*** Opening of Task inputs ***

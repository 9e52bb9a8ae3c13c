use dioxus::prelude::*;

use crate::hooks::browser::offer_download;
use crate::hooks::use_saved_qr_codes;
use crate::models::{format_timestamp, SavedQrCode};
use crate::services::image_convert::OutputFormat;
use crate::services::qr::{
    render_raster, render_svg, ErrorCorrection, QrContent, QrKind, QrStyle, VCard, WifiEncryption,
};
use crate::state::use_app_actions;
use crate::ui::layout::{Tool, ToolFrame};
use crate::ui::widgets::{
    checkbox, text_field, CopyButton, InlineError, Panel, BUTTON_CLASS, INPUT_CLASS,
    SECONDARY_BUTTON_CLASS,
};
use crate::APP_CONFIG;

const RASTER_FORMATS: [OutputFormat; 3] = [OutputFormat::Png, OutputFormat::Jpeg, OutputFormat::Webp];

#[component]
pub fn QrPanel() -> Element {
    let actions = use_app_actions();
    let saved = use_saved_qr_codes();
    let default_size = APP_CONFIG
        .get()
        .map(|config| config.default_qr_size)
        .unwrap_or(256);

    let mut content = use_signal(|| QrKind::Url.empty_content());
    let mut style = use_signal(move || QrStyle {
        size: default_size,
        ..QrStyle::default()
    });
    let mut save_name = use_signal(String::new);

    let current = content.read().clone();
    let current_style = style.read().clone();
    let rendered = current
        .payload()
        .and_then(|payload| render_svg(&payload, &current_style).map(|svg| (payload, svg)));
    let (payload, svg, error) = match rendered {
        Ok((payload, svg)) => (payload, Some(svg), None),
        Err(err) => (String::new(), None, Some(err.to_string())),
    };

    let download_svg = {
        let svg = svg.clone();
        move |_: MouseEvent| {
            if let Some(svg) = svg.as_ref() {
                offer_download(actions, "qr-code.svg", "image/svg+xml", svg.as_bytes());
            }
        }
    };

    rsx! {
        ToolFrame { tool: Tool::Qr,
            div { class: "grid gap-4 lg:grid-cols-2",
                Panel { title: "Content".to_string(),
                    label { class: "flex flex-col gap-1 text-xs text-slate-600",
                        "Type"
                        select {
                            class: INPUT_CLASS,
                            value: "{current.kind().value()}",
                            onchange: move |evt| {
                                if let Some(kind) = QrKind::from_value(&evt.value()) {
                                    content.set(kind.empty_content());
                                }
                            },
                            for kind in QrKind::ALL {
                                option { key: "{kind.value()}", value: "{kind.value()}", "{kind.label()}" }
                            }
                        }
                    }
                    {content_fields(current.clone(), content)}
                }

                Panel { title: "Style".to_string(),
                    div { class: "grid gap-2 md:grid-cols-2",
                        label { class: "flex flex-col gap-1 text-xs text-slate-600",
                            "Size: {current_style.size}px"
                            input {
                                r#type: "range",
                                min: "64",
                                max: "1024",
                                step: "32",
                                value: "{current_style.size}",
                                oninput: move |evt| {
                                    if let Ok(size) = evt.value().parse::<u32>() {
                                        style.write().size = size;
                                    }
                                },
                            }
                        }
                        label { class: "flex flex-col gap-1 text-xs text-slate-600",
                            "Error correction"
                            select {
                                class: INPUT_CLASS,
                                value: "{current_style.error_correction.value()}",
                                onchange: move |evt| {
                                    if let Some(level) = ErrorCorrection::from_value(&evt.value()) {
                                        style.write().error_correction = level;
                                    }
                                },
                                for level in ErrorCorrection::ALL {
                                    option { key: "{level.value()}", value: "{level.value()}", "{level.value()}" }
                                }
                            }
                        }
                        label { class: "flex items-center gap-2 text-xs text-slate-600",
                            "Foreground"
                            input {
                                r#type: "color",
                                value: "{current_style.foreground}",
                                oninput: move |evt| style.write().foreground = evt.value(),
                            }
                        }
                        label { class: "flex items-center gap-2 text-xs text-slate-600",
                            "Background"
                            input {
                                r#type: "color",
                                value: "{current_style.background}",
                                oninput: move |evt| style.write().background = evt.value(),
                            }
                        }
                    }
                }
            }

            Panel { title: "Preview".to_string(),
                InlineError { message: error }
                if let Some(svg) = svg.clone() {
                    div { class: "flex justify-center", dangerous_inner_html: "{svg}" }
                    div { class: "flex items-center gap-2",
                        code { class: "flex-1 truncate rounded bg-slate-100 px-2 py-1 text-[11px]", "{payload}" }
                        CopyButton { label: "QR payload".to_string(), text: payload.clone() }
                    }
                }
                div { class: "flex flex-wrap gap-2",
                    button { class: BUTTON_CLASS, disabled: svg.is_none(), onclick: download_svg, "SVG" }
                    for format in RASTER_FORMATS {
                        button {
                            key: "{format.value()}",
                            class: SECONDARY_BUTTON_CLASS,
                            disabled: svg.is_none(),
                            onclick: {
                                let payload = payload.clone();
                                let style = current_style.clone();
                                move |_| match render_raster(&payload, &style, format) {
                                    Ok(bytes) => offer_download(
                                        actions,
                                        &format!("qr-code.{}", format.extension()),
                                        format.mime(),
                                        &bytes,
                                    ),
                                    Err(err) => actions.record_failure("QR export", err),
                                }
                            },
                            "{format.label()}"
                        }
                    }
                }
            }

            Panel { title: "Saved codes".to_string(),
                div { class: "flex gap-2",
                    input {
                        class: INPUT_CLASS,
                        placeholder: "Name",
                        value: "{save_name}",
                        oninput: move |evt| save_name.set(evt.value()),
                    }
                    button {
                        class: BUTTON_CLASS,
                        disabled: svg.is_none() || save_name.read().trim().is_empty(),
                        onclick: move |_| {
                            let name = save_name.read().trim().to_string();
                            let code = SavedQrCode::new(name.clone(), content.read().clone(), style.read().clone());
                            saved.save(code, format!("Saved \"{name}\""));
                            save_name.set(String::new());
                        },
                        "Save"
                    }
                }
                if saved.records.read().is_empty() {
                    p { class: "text-xs text-slate-500 italic", "No saved codes." }
                }
                ul { class: "divide-y divide-slate-100",
                    for code in saved.records.read().iter().cloned() {
                        li { key: "{code.id}", class: "flex items-center justify-between gap-2 py-2 text-xs",
                            div {
                                p { class: "font-medium", "{code.name}" }
                                p { class: "text-[11px] text-slate-500",
                                    "{code.content.kind().label()} · {format_timestamp(code.created_at)}"
                                }
                            }
                            div { class: "flex gap-2",
                                button {
                                    class: SECONDARY_BUTTON_CLASS,
                                    onclick: {
                                        let code = code.clone();
                                        move |_| {
                                            content.set(code.content.clone());
                                            style.set(code.style.clone());
                                        }
                                    },
                                    "Load"
                                }
                                button {
                                    class: SECONDARY_BUTTON_CLASS,
                                    onclick: {
                                        let id = code.id.clone();
                                        move |_| saved.delete(&id)
                                    },
                                    "Delete"
                                }
                            }
                        }
                    }
                }
            }
        }
    }
}

fn content_fields(current: QrContent, mut content: Signal<QrContent>) -> Element {
    match current {
        QrContent::Url { url } => text_field("URL", &url, move |value| {
            content.set(QrContent::Url { url: value })
        }),
        QrContent::Text { text } => rsx! {
            label { class: "flex flex-col gap-1 text-xs text-slate-600",
                "Text"
                textarea {
                    class: "{INPUT_CLASS} h-28",
                    value: "{text}",
                    oninput: move |evt| content.set(QrContent::Text { text: evt.value() }),
                }
            }
        },
        QrContent::Email { to, subject, body } => rsx! {
            {text_field("To", &to, move |value| {
                if let QrContent::Email { to, .. } = &mut *content.write() { *to = value; }
            })}
            {text_field("Subject", &subject, move |value| {
                if let QrContent::Email { subject, .. } = &mut *content.write() { *subject = value; }
            })}
            {text_field("Body", &body, move |value| {
                if let QrContent::Email { body, .. } = &mut *content.write() { *body = value; }
            })}
        },
        QrContent::Phone { number } => text_field("Phone number", &number, move |value| {
            content.set(QrContent::Phone { number: value })
        }),
        QrContent::Sms { number, message } => rsx! {
            {text_field("Phone number", &number, move |value| {
                if let QrContent::Sms { number, .. } = &mut *content.write() { *number = value; }
            })}
            {text_field("Message", &message, move |value| {
                if let QrContent::Sms { message, .. } = &mut *content.write() { *message = value; }
            })}
        },
        QrContent::Wifi { ssid, password, encryption, hidden } => rsx! {
            {text_field("Network name (SSID)", &ssid, move |value| {
                if let QrContent::Wifi { ssid, .. } = &mut *content.write() { *ssid = value; }
            })}
            label { class: "flex flex-col gap-1 text-xs text-slate-600",
                "Encryption"
                select {
                    class: INPUT_CLASS,
                    value: "{encryption.as_str()}",
                    onchange: move |evt| {
                        if let (QrContent::Wifi { encryption, .. }, Some(chosen)) =
                            (&mut *content.write(), WifiEncryption::parse(&evt.value()))
                        {
                            *encryption = chosen;
                        }
                    },
                    for option_value in WifiEncryption::ALL {
                        option { key: "{option_value.as_str()}", value: "{option_value.as_str()}", "{option_value.as_str()}" }
                    }
                }
            }
            if encryption != WifiEncryption::None {
                {text_field("Password", &password, move |value| {
                    if let QrContent::Wifi { password, .. } = &mut *content.write() { *password = value; }
                })}
            }
            {checkbox("Hidden network", hidden, move |on| {
                if let QrContent::Wifi { hidden, .. } = &mut *content.write() { *hidden = on; }
            })}
        },
        QrContent::Vcard(card) => vcard_fields(card, content),
    }
}

fn vcard_fields(card: VCard, mut content: Signal<QrContent>) -> Element {
    fn edit(content: &mut Signal<QrContent>, apply: impl FnOnce(&mut VCard)) {
        if let QrContent::Vcard(card) = &mut *content.write() {
            apply(card);
        }
    }

    rsx! {
        div { class: "grid gap-2 md:grid-cols-2",
            {text_field("First name", &card.first_name, move |value| edit(&mut content, |card| card.first_name = value))}
            {text_field("Last name", &card.last_name, move |value| edit(&mut content, |card| card.last_name = value))}
            {text_field("Organization", &card.organization, move |value| edit(&mut content, |card| card.organization = value))}
            {text_field("Title", &card.title, move |value| edit(&mut content, |card| card.title = value))}
            {text_field("Phone", &card.phone, move |value| edit(&mut content, |card| card.phone = value))}
            {text_field("Email", &card.email, move |value| edit(&mut content, |card| card.email = value))}
            {text_field("Website", &card.website, move |value| edit(&mut content, |card| card.website = value))}
            {text_field("Address", &card.address, move |value| edit(&mut content, |card| card.address = value))}
        }
    }
}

*** Close of Task inputs ***

• [Directions for this task]: Check each line of the material for the word "Email". Copy the ones that have it.

• [Solution to this exercise]:
        QrContent::Email { to, subject, body } => rsx! {
                if let QrContent::Email { to, .. } = &mut *content.write() { *to = value; }
                if let QrContent::Email { subject, .. } = &mut *content.write() { *subject = value; }
                if let QrContent::Email { body, .. } = &mut *content.write() { *body = value; }
            {text_field("Email", &card.email, move |value| edit(&mut content, |card| card.email = value))}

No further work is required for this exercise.